### YOUR ASSIGNMENT:
Return, word for word, only the lines of the data below that lie between the line with "if !(weight >" and the line with "never reached because", those two lines included.

[[ RECORDED INFORMATION, beginning ]]

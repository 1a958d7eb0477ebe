//! Fractional knapsack by value density, with indivisible items.
//!
//! Optimal when every item is divisible; with indivisible items mixed in it
//! is a heuristic.

use algolab_common::utils::error::{Error, Result};
use serde::Serialize;

/// An item that may or may not be split.
#[derive(Debug, Clone, PartialEq, Serialize)]
pub struct FractionalItem {
    /// Display name.
    pub name: String,
    /// Weight, always positive and finite.
    pub weight: f64,
    /// Value of the whole item.
    pub value: f64,
    /// Whether a fraction of the item may be taken.
    pub divisible: bool,
}

impl FractionalItem {
    /// Creates an item.
    ///
    /// # Errors
    ///
    /// Returns [`Error::InvalidItem`] unless `weight` is positive and finite.
    pub fn new(name: impl Into<String>, weight: f64, value: f64, divisible: bool) -> Result<Self> {
        if !(weight > 0.0 && weight.is_finite()) {
            return Err(Error::InvalidItem(format!("weight must be > 0, got {weight}")));
        }
        Ok(Self {
            name: name.into(),
            weight,
            value,
            divisible,
        })
    }

    /// Value per unit of weight.
    #[must_use]
    pub fn density(&self) -> f64 {
        self.value / self.weight
    }
}

/// What happened to one item during the greedy pass.
#[derive(Debug, Clone, Copy, PartialEq, Serialize)]
#[serde(tag = "kind", rename_all = "snake_case")]
pub enum TakeOutcome {
    /// All or part of the item was loaded.
    Taken {
        /// Weight loaded.
        weight: f64,
        /// Value gained.
        value: f64,
        /// Loaded share of the item, in `(0, 1]`.
        fraction: f64,
    },
    /// An indivisible item did not fit and was left behind.
    Skipped {
        /// The item's weight.
        needed: f64,
        /// Capacity left at that point.
        available: f64,
    },
}

/// One visited item, in density order.
#[derive(Debug, Clone, PartialEq, Serialize)]
pub struct Take {
    /// Position of the item in the input slice.
    pub item: usize,
    /// Item name.
    pub name: String,
    /// Outcome.
    pub outcome: TakeOutcome,
}

/// Result of [`fill_fractional`].
#[derive(Debug, Clone, PartialEq, Default, Serialize)]
pub struct FractionalPlan {
    /// Capacity the plan was built for.
    pub capacity: f64,
    /// Total value loaded.
    pub total_value: f64,
    /// Capacity left unused.
    pub remaining: f64,
    /// Visited items, highest density first. Items never reached because
    /// capacity ran out are not listed.
    pub takes: Vec<Take>,
}

/// Loads items greedily by density, highest first.
///
/// Divisible items are taken up to the remaining capacity; an indivisible
/// item is taken whole if it fits and skipped otherwise, and the pass
/// continues with the next item. Equal densities keep input order.
/// A capacity `<= 0` yields an empty plan.
#[must_use]
pub fn fill_fractional(items: &[FractionalItem], capacity: f64) -> FractionalPlan {
    if capacity <= 0.0 || capacity.is_nan() {
        return FractionalPlan::default();
    }

    let mut order: Vec<usize> = (0..items.len()).collect();
    // `sort_by` is stable, so ties stay in input order.
    order.sort_by(|&a, &b| items[b].density().total_cmp(&items[a].density()));

    let mut plan = FractionalPlan {
        capacity,
        total_value: 0.0,
        remaining: capacity,
        takes: Vec::new(),
    };

    for index in order {
        if plan.remaining <= 0.0 {
            break;
        }
        let item = &items[index];
        let outcome = if item.divisible {
            let weight = item.weight.min(plan.remaining);
            let value = item.density() * weight;
            plan.total_value += value;
            plan.remaining -= weight;
            TakeOutcome::Taken {
                weight,
                value,
                fraction: weight / item.weight,
            }
        } else if item.weight <= plan.remaining {
            plan.total_value += item.value;
            plan.remaining -= item.weight;
            TakeOutcome::Taken {
                weight: item.weight,
                value: item.value,
                fraction: 1.0,
            }
        } else {
            tracing::debug!(item = %item.name, needed = item.weight, available = plan.remaining, "indivisible item skipped");
            TakeOutcome::Skipped {
                needed: item.weight,
                available: plan.remaining,
            }
        };
        plan.takes.push(Take {
            item: index,
            name: item.name.clone(),
            outcome,
        });
    }

    plan
}

#[cfg(test)]
mod tests {
    use super::*;
    use proptest::prelude::*;

    fn item(name: &str, weight: f64, value: f64, divisible: bool) -> FractionalItem {
        FractionalItem::new(name, weight, value, divisible).unwrap()
    }

    fn taken_weight(take: &Take) -> Option<f64> {
        match take.outcome {
            TakeOutcome::Taken { weight, .. } => Some(weight),
            TakeOutcome::Skipped { .. } => None,
        }
    }

    #[test]
    fn test_all_divisible() {
        let items = [
            item("A", 10.0, 60.0, true),
            item("B", 20.0, 100.0, true),
            item("C", 30.0, 120.0, true),
        ];
        let plan = fill_fractional(&items, 50.0);

        assert!((plan.total_value - 240.0).abs() < 1e-9);
        let weights: Vec<_> = plan.takes.iter().filter_map(taken_weight).collect();
        assert_eq!(weights, [10.0, 20.0, 20.0]);
        assert_eq!(plan.remaining, 0.0);
        match plan.takes[2].outcome {
            TakeOutcome::Taken { fraction, .. } => assert!((fraction - 2.0 / 3.0).abs() < 1e-12),
            TakeOutcome::Skipped { .. } => panic!("C should be partially taken"),
        }
    }

    #[test]
    fn test_indivisible_skip_continues() {
        let items = [
            item("generator", 40.0, 400.0, false),
            item("water", 10.0, 50.0, true),
            item("blankets", 5.0, 10.0, false),
        ];
        let plan = fill_fractional(&items, 30.0);

        let names: Vec<_> = plan.takes.iter().map(|t| t.name.as_str()).collect();
        assert_eq!(names, ["generator", "water", "blankets"]);
        assert!(matches!(
            plan.takes[0].outcome,
            TakeOutcome::Skipped { needed, available } if needed == 40.0 && available == 30.0
        ));
        assert_eq!(plan.total_value, 60.0);
        assert_eq!(plan.remaining, 15.0);
    }

    #[test]
    fn test_stops_when_full() {
        let items = [item("A", 10.0, 100.0, true), item("B", 10.0, 1.0, true)];
        let plan = fill_fractional(&items, 10.0);
        assert_eq!(plan.takes.len(), 1);
        assert_eq!(plan.takes[0].item, 0);
    }

    #[test]
    fn test_equal_density_keeps_input_order() {
        let items = [item("x", 2.0, 4.0, true), item("y", 1.0, 2.0, true)];
        let plan = fill_fractional(&items, 1.0);
        assert_eq!(plan.takes[0].name, "x");
    }

    #[test]
    fn test_non_positive_capacity() {
        let items = [item("A", 1.0, 1.0, true)];
        let plan = fill_fractional(&items, 0.0);
        assert_eq!(plan.total_value, 0.0);
        assert!(plan.takes.is_empty());
        assert!(fill_fractional(&items, -5.0).takes.is_empty());
    }

    #[test]
    fn test_invalid_weight() {
        assert!(FractionalItem::new("bad", 0.0, 1.0, true).is_err());
        assert!(FractionalItem::new("bad", -1.0, 1.0, true).is_err());
        assert!(FractionalItem::new("bad", f64::NAN, 1.0, true).is_err());
    }

    /// LP optimum of the all-divisible case, computed independently.
    fn lp_optimum(items: &[FractionalItem], capacity: f64) -> f64 {
        let mut sorted: Vec<_> = items.iter().collect();
        sorted.sort_by(|a, b| b.density().total_cmp(&a.density()));
        let mut left = capacity;
        let mut value = 0.0;
        for it in sorted {
            let w = it.weight.min(left);
            value += it.value * (w / it.weight);
            left -= w;
        }
        value
    }

    proptest! {
        #[test]
        fn prop_divisible_matches_lp(
            pairs in prop::collection::vec((1u32..50, 0u32..200), 0..12),
            capacity in 1u32..150,
        ) {
            let items: Vec<_> = pairs
                .iter()
                .enumerate()
                .map(|(i, &(w, v))| item(&format!("i{i}"), f64::from(w), f64::from(v), true))
                .collect();
            let plan = fill_fractional(&items, f64::from(capacity));
            let expected = lp_optimum(&items, f64::from(capacity));
            prop_assert!((plan.total_value - expected).abs() < 1e-6);
            prop_assert!(plan.remaining >= -1e-9);
        }
    }
}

[[ RECORDED INFORMATION, end ]]

### SOLUTION FOR THIS TASK:
        if !(weight > 0.0 && weight.is_finite()) {
            return Err(Error::InvalidItem(format!("weight must be > 0, got {weight}")));
        }
        Ok(Self {
            name: name.into(),
            weight,
            value,
            divisible,
        })
    }

    /// Value per unit of weight.
    #[must_use]
    pub fn density(&self) -> f64 {
        self.value / self.weight
    }
}

/// What happened to one item during the greedy pass.
#[derive(Debug, Clone, Copy, PartialEq, Serialize)]
#[serde(tag = "kind", rename_all = "snake_case")]
pub enum TakeOutcome {
    /// All or part of the item was loaded.
    Taken {
        /// Weight loaded.
        weight: f64,
        /// Value gained.
        value: f64,
        /// Loaded share of the item, in `(0, 1]`.
        fraction: f64,
    },
    /// An indivisible item did not fit and was left behind.
    Skipped {
        /// The item's weight.
        needed: f64,
        /// Capacity left at that point.
        available: f64,
    },
}

/// One visited item, in density order.
#[derive(Debug, Clone, PartialEq, Serialize)]
pub struct Take {
    /// Position of the item in the input slice.
    pub item: usize,
    /// Item name.
    pub name: String,
    /// Outcome.
    pub outcome: TakeOutcome,
}

/// Result of [`fill_fractional`].
#[derive(Debug, Clone, PartialEq, Default, Serialize)]
pub struct FractionalPlan {
    /// Capacity the plan was built for.
    pub capacity: f64,
    /// Total value loaded.
    pub total_value: f64,
    /// Capacity left unused.
    pub remaining: f64,
    /// Visited items, highest density first. Items never reached because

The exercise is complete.